One of the interesting pieces of Mike Cohn’s post on the 10 year anniversary of the Agile manifesto was a comparison of the arguments in the previous decade around OOP:

The next change I’d like to see (and predict will occur) over the next ten years also occurred in the OO world: We stop talking about agile. We stopped talking about objects a while ago—they won. No one engages in big debates about OO anymore. Sure, there are some applications, such as those with intense performance requirements, where we don’t use objects. And some projects are written in non-OO languages. But even in those cases I suspect the code being written has still been influenced by objects. I’d like agile to reach this same point, where we no longer need to talk about it. Rather than “agile software development” it is just “software development”—and of course it’s agile. No one asks me if the Ruby code I’m writing these days is OO. Of course it is. I hope someday no has to ask if I used agile on the project. Of course I did.

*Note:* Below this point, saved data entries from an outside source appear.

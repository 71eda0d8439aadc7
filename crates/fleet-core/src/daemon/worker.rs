//! Background loop serializing GC and remote requests.

use std::sync::Arc;

use tokio::sync::mpsc;
use tokio::time::MissedTickBehavior;
use tokio_util::sync::CancellationToken;
use tracing::{debug, error, info};

use super::DaemonInner;
use crate::remote::RemoteApiRequest;

pub(crate) async fn run(
    inner: Arc<DaemonInner>,
    mut requests: mpsc::Receiver<RemoteApiRequest>,
    shutdown: CancellationToken,
) {
    let mut gc = tokio::time::interval(inner.config.gc_interval());
    gc.set_missed_tick_behavior(MissedTickBehavior::Skip);
    // First tick completes immediately
    gc.tick().await;

    info!(
        gc_interval_secs = inner.config.gc_interval().as_secs(),
        "Daemon worker started"
    );

    loop {
        tokio::select! {
            _ = gc.tick() => {
                let _lock = inner.lock.lock().await;
                if let Err(e) = inner.installer.garbage_collect().await {
                    error!("Daemon: could not run GC: {}", e);
                }
            }
            _ = shutdown.cancelled() => break,
            request = requests.recv() => match request {
                Some(request) => process(&inner, request).await,
                None => {
                    debug!("Request queue closed and drained");
                    return;
                }
            },
        }
    }

    // The queue is closed before shutdown is signalled, so this ends once
    // every scheduled request has been handled.
    while let Some(request) = requests.recv().await {
        process(&inner, request).await;
    }
    debug!("Daemon worker stopped");
}

async fn process(inner: &DaemonInner, request: RemoteApiRequest) {
    let _pending = inner.queue.pending_guard();
    if let Err(e) = inner.handle_remote_request(request).await {
        error!("Daemon: could not handle remote request: {}", e);
    }
}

I really couldn’t agree more.  Talk of agile just bores me to tears these days.  What’s your iteration length?  Are you doing TDD, or just unit tests?  Are you doing BDD?  Do you have one scrum master, or does it rotate?  Who is your product owner?  I hear these questions, and honestly it sounds in my head like adults in the old Charlie Brown specials:

Wah wah wah wah wah.

When I moved from IT to consulting, two things happened to change my worldview.  First, I read The Goal, after much more suggestion and cajoling than should have been from folks like Scott Bellware and others.  The other thing that changed was that I was actually in a position influence the schedule on when to ship code in to production.  None of my other jobs afforded me that luxury, or anywhere close to authority (or to influence that authority) to ship code whenever I decided.

At our company, Headspring, we’ve made it a bit of a mantra for all of our projects to focus on delivering value to production as quickly as possible.  That’s our “goal”.

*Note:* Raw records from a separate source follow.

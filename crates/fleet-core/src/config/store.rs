//! Config store for loading and saving fleet.toml.

use std::path::{Path, PathBuf};

use anyhow::Context;

use super::{DaemonConfig, parser};

#[derive(Debug, Clone)]
pub struct ConfigStore {
    config_path: PathBuf,
}

impl ConfigStore {
    /// `<config dir>/fleet/fleet.toml`
    pub fn from_default_location() -> anyhow::Result<Self> {
        let dir = dirs::config_dir()
            .ok_or_else(|| anyhow::anyhow!("Could not determine config directory"))?
            .join("fleet");
        Ok(Self::from_path(dir.join("fleet.toml")))
    }

    pub fn from_path(config_path: PathBuf) -> Self {
        Self { config_path }
    }

    pub fn config_path(&self) -> &Path {
        &self.config_path
    }

    /// Load the config, falling back to defaults when the file does not exist.
    pub fn load(&self) -> anyhow::Result<DaemonConfig> {
        if !self.config_path.exists() {
            return Ok(DaemonConfig::new());
        }
        parser::parse_fleet_toml(&self.config_path)
    }

    pub fn save(&self, config: &DaemonConfig) -> anyhow::Result<()> {
        let content = parser::to_toml(config).context("Failed to serialize config to TOML")?;
        if let Some(parent) = self.config_path.parent() {
            std::fs::create_dir_all(parent).with_context(|| {
                format!("Failed to create config directory: {}", parent.display())
            })?;
        }
        std::fs::write(&self.config_path, content).with_context(|| {
            format!(
                "Failed to write config file: {}",
                self.config_path.display()
            )
        })?;
        Ok(())
    }
}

All of the other means to reach that goal, whether it’s the Agile principles, XP practices, or software-engineering-flavor-of-the-month.  Focusing on optimizing a continuous value delivery system, from concept to cash (production), produces a side-effect of quality.  How quickly can we get working software that delivers value in to the hands of the users?  How fast can we repeat that process?

Working software creates content customers.  Working software delivered quickly produces happy customers. Working software delivered continuously and quickly fosters elated customers, and I don’t think that changes whether you’re in consulting, start-ups, product development or IT.